__What the task asks__: Copy exactly the stretch of data below from the line with "p.expiration_date != SENTINEL_EXPIRATION)" through the line with "fixed so query", including both of those lines.

__Input data__:

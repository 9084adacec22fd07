//! Post-generation integrity audit
//!
//! Full join-back check: every foreign key in the fact table must resolve
//! to an existing dimension row, and the resolved product version's
//! validity interval must contain the transaction date. Also audits the
//! SCD-2 interval invariant across the product dimension.

use crate::starbench::datagen::StarSchema;
use crate::starbench::error::{StarbenchError, StarbenchResult};
use crate::starbench::model::{FactRow, SENTINEL_EXPIRATION};
use std::collections::{HashMap, HashSet};

/// Result of the referential-integrity join-back check
#[derive(Debug, Default)]
pub struct IntegrityReport {
    /// Orphan foreign-key count per fact column
    pub orphans: HashMap<&'static str, u64>,
    /// Fact rows whose product version does not cover the transaction date
    pub version_mismatches: u64,
}

impl IntegrityReport {
    pub fn is_valid(&self) -> bool {
        self.version_mismatches == 0 && self.orphans.values().all(|&c| c == 0)
    }
}

/// Join every fact foreign key back to its dimension pool
pub fn check_referential_integrity(facts: &[FactRow], schema: &StarSchema) -> IntegrityReport {
    let time_keys: HashSet<i64> = schema.time.iter().map(|r| r.time_key).collect();
    let geo_keys: HashSet<i64> = schema.geography.iter().map(|r| r.geo_key).collect();
    let customer_keys: HashSet<i64> = schema.customers.iter().map(|r| r.customer_key).collect();
    let payment_keys: HashSet<i64> = schema.payments.iter().map(|r| r.payment_key).collect();
    let product_versions: HashMap<i64, (chrono::NaiveDate, chrono::NaiveDate)> = schema
        .products
        .iter()
        .map(|p| (p.product_key, (p.effective_date, p.expiration_date)))
        .collect();

    let mut report = IntegrityReport::default();
    for column in ["time_key", "geo_key", "product_key", "customer_key", "payment_key"] {
        report.orphans.insert(column, 0);
    }

    let mut bump = |report: &mut IntegrityReport, column: &'static str| {
        if let Some(count) = report.orphans.get_mut(column) {
            *count += 1;
        }
    };

    for row in facts {
        if !time_keys.contains(&row.time_key) {
            bump(&mut report, "time_key");
        }
        if !geo_keys.contains(&row.geo_key) {
            bump(&mut report, "geo_key");
        }
        if !customer_keys.contains(&row.customer_key) {
            bump(&mut report, "customer_key");
        }
        if !payment_keys.contains(&row.payment_key) {
            bump(&mut report, "payment_key");
        }
        match product_versions.get(&row.product_key) {
            None => bump(&mut report, "product_key"),
            Some((effective, expiration)) => {
                if !(*effective <= row.transaction_date && row.transaction_date < *expiration) {
                    report.version_mismatches += 1;
                }
            }
        }
    }

    report
}

/// Verify the SCD-2 interval invariant for every product business identity:
/// contiguous, non-overlapping intervals with exactly one open-ended
/// current version.
pub fn check_scd2_invariant(schema: &StarSchema) -> StarbenchResult<()> {
    let mut by_identity: HashMap<&str, Vec<usize>> = HashMap::new();
    for (idx, row) in schema.products.iter().enumerate() {
        by_identity.entry(row.product_id.as_str()).or_default().push(idx);
    }

    for (product_id, mut indices) in by_identity {
        indices.sort_by_key(|&i| schema.products[i].effective_date);
        let versions: Vec<_> = indices.iter().map(|&i| &schema.products[i]).collect();

        let mut current_count = 0;
        for pair in versions.windows(2) {
            if pair[0].expiration_date != pair[1].effective_date {
                return Err(scd2_violation(
                    product_id,
                    format!(
                        "gap or overlap between expiration {} and next effective {}",
                        pair[0].expiration_date, pair[1].effective_date
                    ),
                ));
            }
        }
        for version in &versions {
            if version.effective_date >= version.expiration_date {
                return Err(scd2_violation(product_id, "empty or inverted interval".to_string()));
            }
            if version.is_current {
                current_count += 1;
                if version.expiration_date != SENTINEL_EXPIRATION {
                    return Err(scd2_violation(
                        product_id,
                        "current version is not open-ended".to_string(),
                    ));
                }
            }
        }
        if current_count != 1 {
            return Err(scd2_violation(
                product_id,
                format!("{} current versions, expected exactly one", current_count),
            ));
        }
    }

    Ok(())
}

fn scd2_violation(product_id: &str, message: String) -> StarbenchError {
    StarbenchError::ReferentialIntegrity {
        message: format!("{}: {}", product_id, message),
        dimension: "dim_product".to_string(),
    }
}

#[cfg(test)]
mod tests {
    use super::*;
    use crate::starbench::config::GenerateConfig;
    use crate::starbench::datagen;
    use crate::starbench::rng::StreamManager;

    #[test]
    fn test_generated_dataset_passes_audit() {
        let mut cfg = GenerateConfig::with_rows(3_000);
        cfg.num_products = 100;
        cfg.num_customers = 300;
        let streams = StreamManager::new(cfg.seed);
        let (schema, facts) = datagen::generate_dataset(&streams, &cfg).unwrap();

        let report = check_referential_integrity(&facts, &schema);
        assert!(report.is_valid(), "report: {:?}", report);
        check_scd2_invariant(&schema).unwrap();
    }

    #[test]
    fn test_orphan_detected() {
        let mut cfg = GenerateConfig::with_rows(100);
        cfg.num_products = 20;
        cfg.num_customers = 50;
        let streams = StreamManager::new(cfg.seed);
        let (schema, mut facts) = datagen::generate_dataset(&streams, &cfg).unwrap();

        facts[0].customer_key = 999_999;
        let report = check_referential_integrity(&facts, &schema);
        assert!(!report.is_valid());
        assert_eq!(report.orphans["customer_key"], 1);
    }

    #[test]
    fn test_scd2_audit_catches_gap() {
        let cfg = GenerateConfig::default();
        let streams = StreamManager::new(cfg.seed);
        let mut schema = datagen::generate_dimensions(&streams, &cfg).unwrap();

        // Break one interval chain: a versioned product has a non-sentinel
        // expiration; shifting it creates a gap.
        if let Some(idx) = schema
            .products
            .iter()
            .position(|p| !p.is_current && p.expiration_date != SENTINEL_EXPIRATION)
        {
            let shifted = schema.products[idx]
                .expiration_date
                .pred_opt()
                .unwrap();
            schema.products[idx].expiration_date = shifted;
            assert!(check_scd2_invariant(&schema).is_err());
        }
    }
}
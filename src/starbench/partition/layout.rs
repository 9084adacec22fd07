//! Partition key and Hive-style directory layout
//!
//! A fact row's partition is a pure function of its transaction date. The
//! directory naming scheme (`year=2023/quarter=Q1`) is fixed so query
//! engines can eliminate partitions by path alone.

use crate::starbench::datagen::time::quarter_of;
use chrono::{Datelike, NaiveDate};
use serde::{Deserialize, Serialize};
use std::fmt;
use std::path::Path;

/// (year, quarter) partition key
#[derive(Debug, Clone, Copy, PartialEq, Eq, PartialOrd, Ord, Hash, Serialize, Deserialize)]
pub struct PartitionKey {
    pub year: i32,
    /// Calendar quarter 1-4
    pub quarter: u8,
}

impl PartitionKey {
    /// Pure function of the transaction date; never reassigned
    pub fn from_date(date: NaiveDate) -> Self {
        Self {
            year: date.year(),
            quarter: quarter_of(date.month()),
        }
    }

    /// Hive-style relative path: `year=2023/quarter=Q1`
    pub fn hive_path(&self) -> String {
        format!("year={}/quarter=Q{}", self.year, self.quarter)
    }

    /// Parse a Hive-style relative path back into a key
    pub fn parse(path: &str) -> Option<Self> {
        let mut year = None;
        let mut quarter = None;
        for part in path.split('/') {
            let (key, value) = part.split_once('=')?;
            match key {
                "year" => year = value.parse::<i32>().ok(),
                "quarter" => {
                    quarter = value
                        .strip_prefix('Q')
                        .and_then(|q| q.parse::<u8>().ok())
                        .filter(|q| (1..=4).contains(q))
                }
                _ => return None,
            }
        }
        Some(Self {
            year: year?,
            quarter: quarter?,
        })
    }
}

impl fmt::Display for PartitionKey {
    fn fmt(&self, f: &mut fmt::Formatter<'_>) -> fmt::Result {
        write!(f, "{}", self.hive_path())
    }
}

/// Per-partition write statistics, reported for compression-ratio analysis
#[derive(Debug, Clone, Copy, Default, PartialEq, Eq, Serialize, Deserialize)]
pub struct PartitionStats {
    pub rows: u64,
    pub bytes: u64,
    pub files: u32,
}

/// List partition keys present under a table root by scanning directory
/// names, without reading file contents
pub fn list_partitions(table_root: &Path) -> std::io::Result<Vec<PartitionKey>> {
    let mut keys = Vec::new();
    if !table_root.exists() {
        return Ok(keys);
    }
    for year_entry in std::fs::read_dir(table_root)? {
        let year_dir = year_entry?.path();
        if !year_dir.is_dir() {
            continue;
        }
        for quarter_entry in std::fs::read_dir(&year_dir)? {
            let quarter_dir = quarter_entry?.path();
            if !quarter_dir.is_dir() {
                continue;
            }
            let relative = format!(
                "{}/{}",
                year_dir.file_name().unwrap_or_default().to_string_lossy(),
                quarter_dir.file_name().unwrap_or_default().to_string_lossy()
            );
            if let Some(key) = PartitionKey::parse(&relative) {
                keys.push(key);
            }
        }
    }
    keys.sort_unstable();
    Ok(keys)
}

#[cfg(test)]
mod tests {
    use super::*;

    fn d(y: i32, m: u32, day: u32) -> NaiveDate {
        NaiveDate::from_ymd_opt(y, m, day).unwrap()
    }

    #[test]
    fn test_key_is_pure_function_of_date() {
        let date = d(2023, 5, 17);
        assert_eq!(PartitionKey::from_date(date), PartitionKey::from_date(date));
        assert_eq!(
            PartitionKey::from_date(date),
            PartitionKey { year: 2023, quarter: 2 }
        );
    }

    #[test]
    fn test_quarter_boundaries() {
        assert_eq!(PartitionKey::from_date(d(2024, 3, 31)).quarter, 1);
        assert_eq!(PartitionKey::from_date(d(2024, 4, 1)).quarter, 2);
        assert_eq!(PartitionKey::from_date(d(2024, 10, 1)).quarter, 4);
        assert_eq!(PartitionKey::from_date(d(2024, 12, 31)).quarter, 4);
    }

    #[test]
    fn test_hive_path_roundtrip() {
        let key = PartitionKey { year: 2023, quarter: 1 };
        assert_eq!(key.hive_path(), "year=2023/quarter=Q1");
        assert_eq!(PartitionKey::parse("year=2023/quarter=Q1"), Some(key));
    }

    #[test]
    fn test_parse_rejects_malformed_paths() {
        assert_eq!(PartitionKey::parse("year=2023"), None);
        assert_eq!(PartitionKey::parse("year=2023/quarter=Q5"), None);
        assert_eq!(PartitionKey::parse("year=abc/quarter=Q1"), None);
        assert_eq!(PartitionKey::parse("month=1/quarter=Q1"), None);
    }
}
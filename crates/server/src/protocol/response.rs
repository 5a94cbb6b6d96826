// SPDX-License-Identifier: MIT
// Copyright (c) 2026 cmdbridge developers

use serde::{Deserialize, Serialize};
use serde_json::Value;

/// JSON-RPC parse error: the line was not valid JSON.
pub const PARSE_ERROR: i64 = -32700;
/// Valid JSON that is not a well-formed request object.
pub const INVALID_REQUEST: i64 = -32600;
/// Unknown method or tool name.
pub const METHOD_NOT_FOUND: i64 = -32601;
/// Request shape did not validate.
pub const INVALID_PARAMS: i64 = -32602;
/// Server-side fault outside the tool result path.
pub const INTERNAL_ERROR: i64 = -32603;

/// JSON-RPC 2.0 response. Exactly one of `result`/`error` is set.
#[derive(Debug, Clone, Serialize, Deserialize, PartialEq)]
pub struct Response {
    pub jsonrpc: String,
    pub id: Value,
    #[serde(default, skip_serializing_if = "Option::is_none")]
    pub result: Option<Value>,
    #[serde(default, skip_serializing_if = "Option::is_none")]
    pub error: Option<RpcError>,
}

/// JSON-RPC error object.
#[derive(Debug, Clone, Serialize, Deserialize, PartialEq)]
pub struct RpcError {
    pub code: i64,
    pub message: String,
}

impl Response {
    pub fn success(id: Value, result: Value) -> Self {
        Response { jsonrpc: "2.0".to_string(), id, result: Some(result), error: None }
    }

    pub fn error(id: Value, code: i64, message: impl Into<String>) -> Self {
        Response {
            jsonrpc: "2.0".to_string(),
            id,
            result: None,
            error: Some(RpcError { code, message: message.into() }),
        }
    }
}

/// Result payload for `tools/call`: text content plus an error flag.
///
/// `isError` marks runner-level faults; an ordinary non-zero exit is a
/// normal (non-error) result whose JSON body says `success: false`.
#[derive(Debug, Clone, Serialize, Deserialize, PartialEq)]
#[serde(rename_all = "camelCase")]
pub struct CallToolResult {
    pub content: Vec<Content>,
    #[serde(default, skip_serializing_if = "std::ops::Not::not")]
    pub is_error: bool,
}

impl CallToolResult {
    pub fn text(text: String, is_error: bool) -> Self {
        CallToolResult { content: vec![Content::Text { text }], is_error }
    }
}

/// Content block inside a tool result.
#[derive(Debug, Clone, Serialize, Deserialize, PartialEq)]
#[serde(tag = "type", rename_all = "lowercase")]
pub enum Content {
    Text { text: String },
}

/// A tool declaration served by `tools/list`.
#[derive(Debug, Clone, Serialize, PartialEq)]
#[serde(rename_all = "camelCase")]
pub struct ToolDecl {
    pub name: &'static str,
    pub description: &'static str,
    pub input_schema: Value,
}

#[cfg(test)]
#[path = "response_tests.rs"]
mod tests;
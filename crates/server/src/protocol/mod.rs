// SPDX-License-Identifier: MIT
// Copyright (c) 2026 cmdbridge developers

//! MCP protocol types for the stdio transport.
//!
//! Wire format: newline-delimited JSON-RPC 2.0. Requests arrive on stdin,
//! responses leave on stdout; stderr carries logs only.

mod request;
mod response;
mod wire;

pub use request::{CallToolParams, ExecArgs, RawExecArgs, Request};
pub use response::{
    CallToolResult, Content, Response, RpcError, ToolDecl, INTERNAL_ERROR, INVALID_PARAMS,
    INVALID_REQUEST, METHOD_NOT_FOUND, PARSE_ERROR,
};
pub use wire::{decode, encode, read_message, write_response, ProtocolError};
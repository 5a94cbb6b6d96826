// SPDX-License-Identifier: MIT
// Copyright (c) 2026 cmdbridge developers

// Allow panic!/unwrap/expect in test code
#![cfg_attr(test, allow(clippy::panic))]
#![cfg_attr(test, allow(clippy::unwrap_used))]
#![cfg_attr(test, allow(clippy::expect_used))]

//! cb-server: the cmdbridge MCP server.
//!
//! Thin adaptation layer over the `cb-exec` engine: it speaks MCP
//! (JSON-RPC 2.0, newline-delimited over stdio), validates tool arguments,
//! and serializes execution results back to the caller.

pub mod env;
pub mod listener;
pub mod protocol;
pub mod tools;
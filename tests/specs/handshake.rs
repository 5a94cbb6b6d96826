// SPDX-License-Identifier: MIT
// Copyright (c) 2026 cmdbridge developers

//! Handshake and discovery specs.

use crate::prelude::*;

#[test]
fn initialize_reports_identity_and_capabilities() {
    let mut server = Server::start_uninitialized();
    let response = server.request(
        "initialize",
        json!({ "protocolVersion": "2025-06-18", "capabilities": {} }),
    );

    let result = &response["result"];
    assert_eq!(result["protocolVersion"], "2025-06-18");
    assert_eq!(result["serverInfo"]["name"], "cmdbridge");
    assert!(result["serverInfo"]["version"].is_string());
    assert!(result["capabilities"]["tools"].is_object());
}

#[test]
fn initialize_echoes_older_protocol_revision() {
    let mut server = Server::start_uninitialized();
    let response = server.request("initialize", json!({ "protocolVersion": "2024-11-05" }));
    assert_eq!(response["result"]["protocolVersion"], "2024-11-05");
}

#[test]
fn ping_round_trips() {
    let mut server = Server::start();
    let response = server.request("ping", json!({}));
    assert_eq!(response["result"], json!({}));
}

#[test]
fn tools_list_advertises_both_tools() {
    let mut server = Server::start();
    let response = server.request("tools/list", json!({}));

    let tools = response["result"]["tools"].as_array().expect("tools array");
    let names: Vec<&str> = tools.iter().filter_map(|t| t["name"].as_str()).collect();
    assert_eq!(names, vec!["cli-exec-raw", "cli-exec"]);

    for tool in tools {
        assert!(tool["description"].is_string());
        assert_eq!(tool["inputSchema"]["type"], "object");
    }
}

#[test]
fn requests_work_without_prior_initialize() {
    // The server is stateless: discovery does not require a handshake.
    let mut server = Server::start_uninitialized();
    let response = server.request("tools/list", json!({}));
    assert!(response["result"]["tools"].is_array());
}
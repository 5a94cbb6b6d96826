// SPDX-License-Identifier: MIT
// Copyright (c) 2026 cmdbridge developers

//! Per-command timeout resolution.

use std::time::Duration;

/// Default per-command timeout: 5 minutes.
pub const DEFAULT_TIMEOUT_MS: u64 = 300_000;

/// Resolve a caller-supplied timeout to a concrete duration.
///
/// `None` and `Some(0)` both resolve to [`DEFAULT_TIMEOUT_MS`]: zero is not
/// a meaningful deadline, and the published behavior has always coerced it
/// to the default rather than timing out immediately.
pub fn effective_timeout(timeout_ms: Option<u64>) -> Duration {
    match timeout_ms {
        Some(ms) if ms > 0 => Duration::from_millis(ms),
        _ => Duration::from_millis(DEFAULT_TIMEOUT_MS),
    }
}

#[cfg(test)]
#[path = "timeout_tests.rs"]
mod tests;
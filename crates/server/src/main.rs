// SPDX-License-Identifier: MIT
// Copyright (c) 2026 cmdbridge developers

//! `cmdbridge` binary entry point.
//!
//! Stdout carries the protocol stream, so logging goes to stderr with
//! ANSI disabled. Verbosity is driven by `RUST_LOG`.

use std::process::ExitCode;

use tracing::{error, info};
use tracing_subscriber::EnvFilter;

#[tokio::main]
async fn main() -> ExitCode {
    tracing_subscriber::fmt()
        .with_env_filter(EnvFilter::from_default_env())
        .with_writer(std::io::stderr)
        .with_ansi(false)
        .init();

    info!(
        name = cb_server::env::SERVER_NAME,
        version = cb_server::env::SERVER_VERSION,
        "serving on stdio"
    );

    match cb_server::listener::serve().await {
        Ok(()) => ExitCode::SUCCESS,
        Err(e) => {
            error!(error = %e, "transport failure");
            ExitCode::FAILURE
        }
    }
}
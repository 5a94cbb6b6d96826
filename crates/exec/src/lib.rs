// SPDX-License-Identifier: MIT
// Copyright (c) 2026 cmdbridge developers

// Allow panic!/unwrap/expect in test code
#![cfg_attr(test, allow(clippy::panic))]
#![cfg_attr(test, allow(clippy::unwrap_used))]
#![cfg_attr(test, allow(clippy::expect_used))]

//! cb-exec: the cmdbridge command-execution engine.
//!
//! Two layers, composed bottom-up:
//! - [`run_command`] runs one command through the host shell with timeout
//!   enforcement and ANSI output sanitization;
//! - [`run_batch`] runs an ordered command sequence with fail-fast
//!   semantics, producing one [`cb_core::CommandResult`] per attempt.
//!
//! Command text is handed to the host interpreter as an opaque string. That
//! permits arbitrary shell constructs by design; this crate is not a
//! security boundary.

pub mod batch;
pub mod error;
pub mod run;
pub mod sanitize;

pub use batch::run_batch;
pub use error::ExecError;
pub use run::{run_command, RawOutput};
pub use sanitize::clean_output;

#[cfg(test)]
mod exec_tests;
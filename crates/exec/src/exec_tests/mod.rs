// SPDX-License-Identifier: MIT
// Copyright (c) 2026 cmdbridge developers

//! Tests for the command-execution engine. These spawn real processes
//! through the host shell.

mod batch;

/// Sync wrapper for async execution in parameterized tests.
pub(crate) fn run_async<F: std::future::Future>(f: F) -> F::Output {
    tokio::runtime::Runtime::new().unwrap().block_on(f)
}
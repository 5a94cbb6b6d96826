// SPDX-License-Identifier: MIT
// Copyright (c) 2026 cmdbridge developers

//! Single-command runner.

use std::path::{Path, PathBuf};
use std::process::Stdio;
use std::time::Instant;

use cb_core::effective_timeout;

use crate::error::ExecError;
use crate::sanitize::clean_output;

/// Raw outcome of one command run.
///
/// A non-zero exit code is a valid outcome; only launch-level faults are
/// reported through [`ExecError`].
#[derive(Debug)]
pub struct RawOutput {
    /// Exit code, or -1 when the process did not exit normally
    /// (e.g. killed by a signal).
    pub exit_code: i32,
    /// Captured stdout with ANSI sequences stripped.
    pub stdout: String,
    /// Captured stderr with ANSI sequences stripped.
    pub stderr: String,
    /// Directory the command ran in.
    pub working_directory: PathBuf,
}

#[cfg(unix)]
fn shell_command(command: &str) -> tokio::process::Command {
    let mut process = tokio::process::Command::new("/bin/sh");
    process.arg("-c").arg(command);
    process
}

#[cfg(windows)]
fn shell_command(command: &str) -> tokio::process::Command {
    let mut process = tokio::process::Command::new("cmd");
    process.arg("/C").arg(command);
    process
}

/// Run one command through the host shell.
///
/// The command text is passed to the interpreter verbatim, so pipes, `&&`
/// chains, and other metacharacters behave as typed. Output streams are
/// buffered in full, decoded, and sanitized. The timeout (default 5 minutes,
/// see [`cb_core::effective_timeout`]) bounds the whole run; on expiry the
/// child is killed and [`ExecError::Timeout`] is returned, so the call never
/// hangs and the process never outlives it.
pub async fn run_command(
    command: &str,
    working_dir: Option<&Path>,
    timeout_ms: Option<u64>,
) -> Result<RawOutput, ExecError> {
    let timeout = effective_timeout(timeout_ms);
    let working_directory = match working_dir {
        Some(dir) => dir.to_path_buf(),
        None => std::env::current_dir().map_err(|source| ExecError::CurrentDir { source })?,
    };

    let cmd_span = tracing::info_span!(
        "exec.cmd",
        cmd = %command,
        exit_code = tracing::field::Empty,
        duration_ms = tracing::field::Empty,
    );
    let start = Instant::now();

    let mut process = shell_command(command);
    process.current_dir(&working_directory);
    process.stdin(Stdio::null());
    process.stdout(Stdio::piped());
    process.stderr(Stdio::piped());
    // Dropping the wait future on timeout must tear the child down.
    process.kill_on_drop(true);

    let child = process.spawn().map_err(|source| ExecError::Spawn {
        command: command.to_string(),
        source,
    })?;

    let output = match tokio::time::timeout(timeout, child.wait_with_output()).await {
        Ok(Ok(output)) => output,
        Ok(Err(source)) => {
            return Err(ExecError::Wait { command: command.to_string(), source });
        }
        Err(_) => {
            return Err(ExecError::Timeout {
                command: command.to_string(),
                timeout_ms: timeout.as_millis() as u64,
            });
        }
    };

    let duration = start.elapsed();
    let exit_code = output.status.code().unwrap_or(-1);
    cmd_span.record("exit_code", exit_code);
    cmd_span.record("duration_ms", duration.as_millis() as u64);

    Ok(RawOutput {
        exit_code,
        stdout: clean_output(&output.stdout),
        stderr: clean_output(&output.stderr),
        working_directory,
    })
}
// SPDX-License-Identifier: MIT
// Copyright (c) 2026 cmdbridge developers

//! Structured execution results returned to callers.
//!
//! Wire names are camelCase to match the published tool output format.

use serde::{Deserialize, Serialize};

/// Outcome of executing a single shell command.
///
/// A non-zero exit code is ordinary data here, not an error: `success` is
/// false but `error` stays empty. `error` is populated only when the runner
/// itself failed (spawn fault, timeout) and the process outcome could not be
/// observed.
#[derive(Debug, Clone, Serialize, Deserialize, PartialEq)]
#[serde(rename_all = "camelCase")]
pub struct CommandResult {
    /// The command text as submitted.
    pub command: String,
    /// True iff the process exited 0 and no execution fault occurred.
    pub success: bool,
    /// Real exit code, or -1 when the process never reported one
    /// (killed by signal, spawn failure, timeout).
    pub exit_code: i32,
    /// Captured stdout, ANSI escape sequences stripped.
    pub stdout: String,
    /// Captured stderr, ANSI escape sequences stripped.
    pub stderr: String,
    /// Runner-level fault message (spawn failure, timeout). Absent for
    /// ordinary non-zero exits.
    #[serde(default, skip_serializing_if = "Option::is_none")]
    pub error: Option<String>,
    /// Wall-clock duration in milliseconds, measured around the execution
    /// span including the failure path.
    pub duration: u64,
    /// Directory the command actually ran in.
    pub working_directory: String,
}

impl CommandResult {
    /// Result for a command whose process could not be run at all.
    ///
    /// Outputs are empty and the exit code is the -1 sentinel.
    pub fn launch_failure(
        command: impl Into<String>,
        error: impl Into<String>,
        duration: u64,
        working_directory: impl Into<String>,
    ) -> Self {
        CommandResult {
            command: command.into(),
            success: false,
            exit_code: -1,
            stdout: String::new(),
            stderr: String::new(),
            error: Some(error.into()),
            duration,
            working_directory: working_directory.into(),
        }
    }
}

/// Outcome of executing an ordered command sequence.
///
/// `results` is always a prefix of the requested command list: the sequence
/// stops at the first failing entry, and commands after it get no entry at
/// all.
#[derive(Debug, Clone, Serialize, Deserialize, PartialEq)]
#[serde(rename_all = "camelCase")]
pub struct BatchResult {
    /// True iff every entry succeeded (vacuously true for an empty batch).
    pub success: bool,
    /// Per-command results in execution order.
    pub results: Vec<CommandResult>,
    /// Total wall-clock duration of the batch in milliseconds.
    pub total_duration: u64,
}

impl BatchResult {
    /// Fold per-command results into a batch outcome.
    pub fn from_results(results: Vec<CommandResult>, total_duration: u64) -> Self {
        let success = results.iter().all(|r| r.success);
        BatchResult { success, results, total_duration }
    }
}

#[cfg(test)]
#[path = "result_tests.rs"]
mod tests;
// SPDX-License-Identifier: MIT
// Copyright (c) 2026 cmdbridge developers

use cb_core::CommandsArg;
use serde::{Deserialize, Serialize};
use serde_json::Value;

/// JSON-RPC 2.0 request or notification.
#[derive(Debug, Clone, Serialize, Deserialize, PartialEq)]
pub struct Request {
    pub jsonrpc: String,
    /// Absent for notifications.
    #[serde(default, skip_serializing_if = "Option::is_none")]
    pub id: Option<Value>,
    pub method: String,
    #[serde(default, skip_serializing_if = "Option::is_none")]
    pub params: Option<Value>,
}

impl Request {
    /// Notifications carry no id and expect no response.
    pub fn is_notification(&self) -> bool {
        self.id.is_none()
    }
}

/// Params for `tools/call`.
#[derive(Debug, Clone, Deserialize, PartialEq)]
pub struct CallToolParams {
    pub name: String,
    #[serde(default)]
    pub arguments: Value,
}

/// Arguments for the `cli-exec-raw` tool.
#[derive(Debug, Clone, Deserialize, PartialEq)]
#[serde(rename_all = "camelCase")]
pub struct RawExecArgs {
    pub command: String,
    /// Per-command timeout in milliseconds; 0 and absent mean the default.
    #[serde(default)]
    pub timeout: Option<u64>,
}

/// Arguments for the `cli-exec` tool.
#[derive(Debug, Clone, Deserialize, PartialEq)]
#[serde(rename_all = "camelCase")]
pub struct ExecArgs {
    pub working_directory: String,
    /// Single `&&`-chained string or an explicit list.
    pub commands: CommandsArg,
    /// Per-command timeout in milliseconds; 0 and absent mean the default.
    #[serde(default)]
    pub timeout: Option<u64>,
}

#[cfg(test)]
#[path = "request_tests.rs"]
mod tests;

__Answer area__:
            .position(|p| !p.is_current && p.expiration_date != SENTINEL_EXPIRATION)
        {
            let shifted = schema.products[idx]
                .expiration_date
                .pred_opt()
                .unwrap();
            schema.products[idx].expiration_date = shifted;
            assert!(check_scd2_invariant(&schema).is_err());
        }
    }
}
filename src/starbench/partition/layout.rs
repository 9084adacec22fd07
//! Partition key and Hive-style directory layout
//!
//! A fact row's partition is a pure function of its transaction date. The
//! directory naming scheme (`year=2023/quarter=Q1`) is fixed so query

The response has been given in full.